RECORDS SHOWN START

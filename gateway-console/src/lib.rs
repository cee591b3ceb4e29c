pub mod api;
pub mod components;
pub mod config;
pub mod format;
pub mod lifecycle;
pub mod router;
pub mod severity;
pub mod shell;
pub mod time_codec;

pub use shell::ConsoleShell;
use dioxus::prelude::*;
use shared_types::StatRow;

use crate::format::format_ms;

pub const PERCENTILE_LABELS: [&str; 6] = ["P30", "P50", "P75", "P90", "P95", "P99"];

pub const PERCENTILE_COLORS: [&str; 6] = [
    "#7b8cde", "#4361ee", "#3a56d4", "#2f4bc0", "#2541ad", "#1b3699",
];

const CHART_WIDTH: f32 = 480.0;
const CHART_HEIGHT: f32 = 220.0;
const AXIS_LEFT: f32 = 48.0;
const AXIS_BOTTOM: f32 = 28.0;
const PLOT_TOP: f32 = 16.0;
const BAR_GAP: f32 = 14.0;

#[derive(Debug, Clone, PartialEq)]
pub struct ChartBar {
    pub label: &'static str,
    pub color: &'static str,
    /// Latency in ms; missing values draw as 0
    pub value: i64,
    pub x: f32,
    pub y: f32,
    pub width: f32,
    pub height: f32,
}

/// Latency percentile bar chart for a single path.
#[derive(Debug, Clone, PartialEq)]
pub struct PercentileChart {
    pub title: String,
    pub bars: Vec<ChartBar>,
    /// Top of the value axis, at least 1
    pub scale_max: i64,
}

impl PercentileChart {
    pub fn from_row(row: &StatRow) -> Self {
        let values = row.percentiles().map(|value| value.unwrap_or(0).max(0));
        let scale_max = values.iter().copied().max().unwrap_or(0).max(1);

        let plot_width = CHART_WIDTH - AXIS_LEFT - BAR_GAP;
        let plot_height = CHART_HEIGHT - AXIS_BOTTOM - PLOT_TOP;
        let slot = plot_width / values.len() as f32;
        let bar_width = slot - BAR_GAP;

        let bars = values
            .iter()
            .enumerate()
            .map(|(idx, value)| {
                let height = plot_height * (*value as f32 / scale_max as f32);
                ChartBar {
                    label: PERCENTILE_LABELS[idx],
                    color: PERCENTILE_COLORS[idx],
                    value: *value,
                    x: AXIS_LEFT + BAR_GAP + idx as f32 * slot,
                    y: PLOT_TOP + plot_height - height,
                    width: bar_width,
                    height,
                }
            })
            .collect();

        Self {
            title: row.path.clone(),
            bars,
            scale_max,
        }
    }
}

#[component]
pub fn PercentileChartView(chart: PercentileChart) -> Element {
    let baseline = CHART_HEIGHT - AXIS_BOTTOM;
    let label_y = baseline + 18.0;
    let view_box = format!("0 0 {} {}", CHART_WIDTH, CHART_HEIGHT);

    rsx! {
        div {
            class: "stats-chart",
            div { class: "stats-chart-title", "{chart.title}" }
            svg {
                class: "stats-chart-svg",
                view_box: "{view_box}",
                line {
                    x1: "{AXIS_LEFT}",
                    y1: "{baseline}",
                    x2: "{CHART_WIDTH}",
                    y2: "{baseline}",
                    stroke: "#9ca3af",
                    stroke_width: "1",
                }
                text {
                    x: "{AXIS_LEFT - 6.0}",
                    y: "{PLOT_TOP + 4.0}",
                    text_anchor: "end",
                    font_size: "10",
                    fill: "#6b7280",
                    "{chart.scale_max}ms"
                }
                text {
                    x: "{AXIS_LEFT - 6.0}",
                    y: "{baseline}",
                    text_anchor: "end",
                    font_size: "10",
                    fill: "#6b7280",
                    "0"
                }
                for bar in chart.bars.iter() {
                    g {
                        key: "{bar.label}",
                        rect {
                            x: format!("{:.1}", bar.x),
                            y: format!("{:.1}", bar.y),
                            width: format!("{:.1}", bar.width),
                            height: format!("{:.1}", bar.height),
                            rx: "3",
                            fill: "{bar.color}",
                        }
                        text {
                            x: format!("{:.1}", bar.x + bar.width / 2.0),
                            y: format!("{:.1}", (bar.y - 4.0).max(10.0)),
                            text_anchor: "middle",
                            font_size: "10",
                            fill: "#374151",
                            "{format_ms(Some(bar.value))}"
                        }
                        text {
                            x: format!("{:.1}", bar.x + bar.width / 2.0),
                            y: format!("{:.1}", label_y),
                            text_anchor: "middle",
                            font_size: "11",
                            fill: "#4b5563",
                            "{bar.label}"
                        }
                    }
                }
            }
        }
    }
}

#[cfg(test)]
mod tests {
    use super::*;

    #[test]
    fn test_bars_follow_percentile_order_and_palette() {
        let row = StatRow {
            path: "/orders".to_string(),
            p30: Some(10),
            p50: Some(20),
            p75: Some(40),
            p90: Some(80),
            p95: Some(100),
            p99: Some(200),
            ..Default::default()
        };
        let chart = PercentileChart::from_row(&row);
        let labels: Vec<&str> = chart.bars.iter().map(|b| b.label).collect();
        assert_eq!(labels, PERCENTILE_LABELS.to_vec());
        assert_eq!(chart.bars[0].color, "#7b8cde");
        assert_eq!(chart.bars[5].color, "#1b3699");
        assert_eq!(chart.scale_max, 200);
        assert!(chart.bars[5].height > chart.bars[0].height);
        assert!((chart.bars[5].y - PLOT_TOP).abs() < f32::EPSILON);
    }

    #[test]
    fn test_missing_percentiles_draw_flat() {
        let row = StatRow {
            path: "/idle".to_string(),
            ..Default::default()
        };
        let chart = PercentileChart::from_row(&row);
        assert_eq!(chart.scale_max, 1);
        assert!(chart.bars.iter().all(|b| b.value == 0 && b.height == 0.0));
    }
}
//! Shared wire types for the gateway admin API
//!
//! These types mirror the JSON the admin server produces and are consumed by
//! the operator console (WASM). Field names follow the server's camelCase.
//!
//! Timestamps stay as strings on purpose: the server writes local wall-clock
//! digits with a trailing `Z`, so parsing them as real UTC would shift every
//! window by the viewer's offset. Decoding lives in the console's time codec.

use serde::{Deserialize, Serialize};

// ============================================================================
// Statistics
// ============================================================================

/// Per-path latency/error statistics for one time window
#[derive(Debug, Clone, Default, PartialEq, Serialize, Deserialize)]
#[serde(rename_all = "camelCase")]
pub struct StatRow {
    pub path: String,
    #[serde(default)]
    pub count: Option<i64>,
    #[serde(default)]
    pub error_count: Option<i64>,
    /// Percentage in [0, 100]
    #[serde(default)]
    pub error_rate: Option<f64>,
    #[serde(default)]
    pub avg: Option<i64>,
    #[serde(default)]
    pub min: Option<i64>,
    #[serde(default)]
    pub max: Option<i64>,
    #[serde(default)]
    pub p30: Option<i64>,
    #[serde(default)]
    pub p50: Option<i64>,
    #[serde(default)]
    pub p75: Option<i64>,
    #[serde(default)]
    pub p90: Option<i64>,
    #[serde(default)]
    pub p95: Option<i64>,
    #[serde(default)]
    pub p99: Option<i64>,
}

impl StatRow {
    /// Percentiles in display order (p30, p50, p75, p90, p95, p99)
    pub fn percentiles(&self) -> [Option<i64>; 6] {
        [self.p30, self.p50, self.p75, self.p90, self.p95, self.p99]
    }
}

// ============================================================================
// Traces
// ============================================================================

/// One row of the paged trace search
///
/// The server sends `{txId, reqTime}` projections, older builds sent bare ids.
#[derive(Debug, Clone, PartialEq, Serialize, Deserialize)]
#[serde(untagged)]
pub enum TraceListEntry {
    Summary {
        #[serde(rename = "txId")]
        tx_id: String,
        #[serde(rename = "reqTime", default)]
        req_time: Option<String>,
    },
    Bare(String),
}

impl TraceListEntry {
    pub fn tx_id(&self) -> &str {
        match self {
            Self::Summary { tx_id, .. } => tx_id,
            Self::Bare(tx_id) => tx_id,
        }
    }

    pub fn req_time(&self) -> Option<&str> {
        match self {
            Self::Summary { req_time, .. } => req_time.as_deref(),
            Self::Bare(_) => None,
        }
    }
}

#[derive(Debug, Clone, Default, PartialEq, Serialize, Deserialize)]
#[serde(rename_all = "camelCase")]
pub struct PageMeta {
    #[serde(default)]
    pub total_pages: Option<u32>,
    #[serde(default)]
    pub total_elements: Option<u64>,
    #[serde(default)]
    pub number: Option<u32>,
    #[serde(default)]
    pub size: Option<u32>,
}

/// Paged trace search response
///
/// Page metadata is nested under `page` when the server serialises pages via
/// DTO; plain Spring pages put `totalPages` at the top level.
#[derive(Debug, Clone, Default, PartialEq, Serialize, Deserialize)]
#[serde(rename_all = "camelCase")]
pub struct TracePage {
    #[serde(default)]
    pub content: Vec<TraceListEntry>,
    #[serde(default)]
    pub page: Option<PageMeta>,
    #[serde(default)]
    pub total_pages: Option<u32>,
}

impl TracePage {
    /// Total page count, nested metadata first, top level as fallback, 1 if absent
    pub fn total_pages(&self) -> u32 {
        self.page
            .as_ref()
            .and_then(|meta| meta.total_pages)
            .or(self.total_pages)
            .filter(|pages| *pages > 0)
            .unwrap_or(1)
    }
}

/// One leg of a request chain
#[derive(Debug, Clone, Default, PartialEq, Serialize, Deserialize)]
#[serde(rename_all = "camelCase")]
pub struct TraceHop {
    #[serde(default)]
    pub tx_id: Option<String>,
    #[serde(rename = "hop")]
    pub index: i32,
    #[serde(default)]
    pub path: Option<String>,
    #[serde(default)]
    pub target: Option<String>,
    pub status: i32,
    #[serde(default)]
    pub duration_ms: Option<i64>,
    /// Absent when the hop was never logged with a request time
    #[serde(default)]
    pub req_time: Option<String>,
    /// Absent when the hop never got a response
    #[serde(default)]
    pub res_time: Option<String>,
    #[serde(default)]
    pub error: Option<String>,
    #[serde(default)]
    pub request_headers: Option<String>,
    #[serde(default)]
    pub request_body: Option<String>,
    #[serde(default)]
    pub response_headers: Option<String>,
    #[serde(default)]
    pub response_body: Option<String>,
}

#[derive(Debug, Clone, Default, PartialEq, Serialize, Deserialize)]
#[serde(rename_all = "camelCase")]
pub struct TraceDetail {
    pub tx_id: String,
    #[serde(default)]
    pub hop_count: u32,
    #[serde(default)]
    pub total_duration: i64,
    /// Ascending hop index
    #[serde(default)]
    pub hops: Vec<TraceHop>,
}

// ============================================================================
// Traffic
// ============================================================================

#[derive(Debug, Clone, Default, PartialEq, Serialize, Deserialize)]
#[serde(rename_all = "camelCase")]
pub struct ServiceNode {
    pub name: String,
    #[serde(default)]
    pub request_count: i64,
    #[serde(default)]
    pub error_rate: f64,
    #[serde(default)]
    pub avg_duration: Option<i64>,
}

#[derive(Debug, Clone, Default, PartialEq, Serialize, Deserialize)]
#[serde(rename_all = "camelCase")]
pub struct ServiceEdge {
    pub source: String,
    pub target: String,
    #[serde(default)]
    pub request_count: i64,
    #[serde(default)]
    pub error_rate: f64,
    #[serde(default)]
    pub p50: Option<i64>,
    #[serde(default)]
    pub p99: Option<i64>,
}

impl ServiceEdge {
    /// Edge identity, one edge per ordered pair
    pub fn key(&self) -> String {
        format!("{}->{}", self.source, self.target)
    }
}

#[derive(Debug, Clone, Default, PartialEq, Serialize, Deserialize)]
pub struct ServiceGraph {
    #[serde(default)]
    pub nodes: Vec<ServiceNode>,
    #[serde(default)]
    pub edges: Vec<ServiceEdge>,
}

#[derive(Debug, Clone, Default, PartialEq, Serialize, Deserialize)]
#[serde(rename_all = "camelCase")]
pub struct ThroughputStats {
    #[serde(default)]
    pub total_requests: i64,
    #[serde(default)]
    pub avg_per_minute: f64,
    #[serde(default)]
    pub max_per_minute: i64,
}

// ============================================================================
// Body collection policies
// ============================================================================

#[derive(Debug, Clone, PartialEq, Serialize, Deserialize)]
#[serde(rename_all = "camelCase")]
pub struct BodyCollectionPolicy {
    pub id: i64,
    pub path_pattern: String,
    #[serde(default)]
    pub enabled: bool,
    #[serde(default)]
    pub created_at: Option<String>,
    #[serde(default)]
    pub updated_at: Option<String>,
}

#[derive(Debug, Clone, PartialEq, Serialize, Deserialize)]
#[serde(rename_all = "camelCase")]
pub struct NewPolicyRequest {
    pub path_pattern: String,
}

/// RFC 7807 problem body returned on non-OK responses
#[derive(Debug, Clone, Default, PartialEq, Serialize, Deserialize)]
pub struct ProblemDetail {
    #[serde(default)]
    pub title: Option<String>,
    #[serde(default)]
    pub status: Option<u16>,
    #[serde(default)]
    pub detail: Option<String>,
    #[serde(default)]
    pub message: Option<String>,
    #[serde(default)]
    pub error: Option<String>,
}

impl ProblemDetail {
    /// Most specific human-readable message the server supplied
    pub fn best_message(&self) -> Option<&str> {
        [&self.detail, &self.message, &self.error]
            .into_iter()
            .filter_map(|field| field.as_deref())
            .map(str::trim)
            .find(|text| !text.is_empty())
    }
}

#[cfg(test)]
mod tests {
    use super::*;

    #[test]
    fn test_stat_row_tolerates_missing_numbers() {
        let row: StatRow =
            serde_json::from_str(r#"{"path":"/a","count":3,"errorRate":12.5,"p99":null}"#)
                .unwrap();
        assert_eq!(row.path, "/a");
        assert_eq!(row.count, Some(3));
        assert_eq!(row.error_rate, Some(12.5));
        assert_eq!(row.avg, None);
        assert_eq!(row.p99, None);
    }

    #[test]
    fn test_trace_page_reads_nested_meta_first() {
        let page: TracePage = serde_json::from_str(
            r#"{"content":[{"txId":"tx-1","reqTime":"2024-05-01T10:00:00.000Z"}],
                "page":{"totalPages":4},"totalPages":9}"#,
        )
        .unwrap();
        assert_eq!(page.total_pages(), 4);
        assert_eq!(page.content[0].tx_id(), "tx-1");
        assert_eq!(page.content[0].req_time(), Some("2024-05-01T10:00:00.000Z"));
    }

    #[test]
    fn test_trace_page_falls_back_to_top_level_meta() {
        let page: TracePage =
            serde_json::from_str(r#"{"content":["tx-9"],"totalPages":3}"#).unwrap();
        assert_eq!(page.total_pages(), 3);
        assert_eq!(page.content[0].tx_id(), "tx-9");
        assert_eq!(page.content[0].req_time(), None);

        let empty: TracePage = serde_json::from_str(r#"{"content":[]}"#).unwrap();
        assert_eq!(empty.total_pages(), 1);
    }

    #[test]
    fn test_trace_hop_wire_names() {
        let hop: TraceHop = serde_json::from_str(
            r#"{"txId":"t","hop":2,"path":"/b","status":502,"durationMs":40,
                "reqTime":"2024-05-01T10:00:00.100Z","resTime":"2024-05-01T10:00:00.140Z",
                "error":"upstream reset","responseBody":"{\"ok\":false}"}"#,
        )
        .unwrap();
        assert_eq!(hop.index, 2);
        assert_eq!(hop.path.as_deref(), Some("/b"));
        assert_eq!(hop.res_time.as_deref(), Some("2024-05-01T10:00:00.140Z"));
        assert_eq!(hop.target, None);
        assert_eq!(hop.duration_ms, Some(40));
        assert_eq!(hop.error.as_deref(), Some("upstream reset"));
        assert_eq!(hop.response_body.as_deref(), Some("{\"ok\":false}"));
        assert!(hop.request_headers.is_none());
    }

    #[test]
    fn test_trace_detail_accepts_null_hop_fields() {
        let detail: TraceDetail = serde_json::from_str(
            r#"{"txId":"tx-7","hopCount":2,"totalDuration":120,"hops":[
                {"hop":1,"path":"/a","status":200,"reqTime":"2024-05-01T10:00:00.000Z","resTime":"2024-05-01T10:00:00.120Z"},
                {"hop":2,"path":null,"status":504,"reqTime":"2024-05-01T10:00:00.010Z","resTime":null}]}"#,
        )
        .unwrap();
        assert_eq!(detail.hops.len(), 2);
        assert_eq!(detail.hops[0].path.as_deref(), Some("/a"));
        assert_eq!(detail.hops[1].path, None);
        assert_eq!(detail.hops[1].res_time, None);

        let bare: TraceHop = serde_json::from_str(r#"{"hop":3,"status":502}"#).unwrap();
        assert_eq!(bare.req_time, None);
        assert_eq!(bare.res_time, None);
    }

    #[test]
    fn test_edge_key_is_directed() {
        let forward = ServiceEdge {
            source: "gateway".to_string(),
            target: "server-a".to_string(),
            ..Default::default()
        };
        let backward = ServiceEdge {
            source: "server-a".to_string(),
            target: "gateway".to_string(),
            ..Default::default()
        };
        assert_eq!(forward.key(), "gateway->server-a");
        assert_ne!(forward.key(), backward.key());
    }

    #[test]
    fn test_problem_detail_prefers_detail() {
        let problem: ProblemDetail = serde_json::from_str(
            r#"{"title":"Conflict","status":409,"detail":"Pattern already exists: /a/**"}"#,
        )
        .unwrap();
        assert_eq!(problem.best_message(), Some("Pattern already exists: /a/**"));

        let blank = ProblemDetail {
            detail: Some("  ".to_string()),
            message: Some("fallback".to_string()),
            ..Default::default()
        };
        assert_eq!(blank.best_message(), Some("fallback"));
    }

    #[test]
    fn test_new_policy_request_shape() {
        let json = serde_json::to_string(&NewPolicyRequest {
            path_pattern: "/server-a/**".to_string(),
        })
        .unwrap();
        assert_eq!(json, r#"{"pathPattern":"/server-a/**"}"#);
    }
}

RECORDS SHOWN END

Please transcribe the records exactly from their first line through the line holding "use crate::format::format_ms;", and leave out all others.

filename gateway-console/src/lib.rs
repository cee591b3ceb4e29c
pub mod api;
pub mod components;
pub mod config;
pub mod format;
pub mod lifecycle;
pub mod router;
pub mod severity;
pub mod shell;
pub mod time_codec;

pub use shell::ConsoleShell;
use dioxus::prelude::*;
use shared_types::StatRow;

use crate::format::format_ms;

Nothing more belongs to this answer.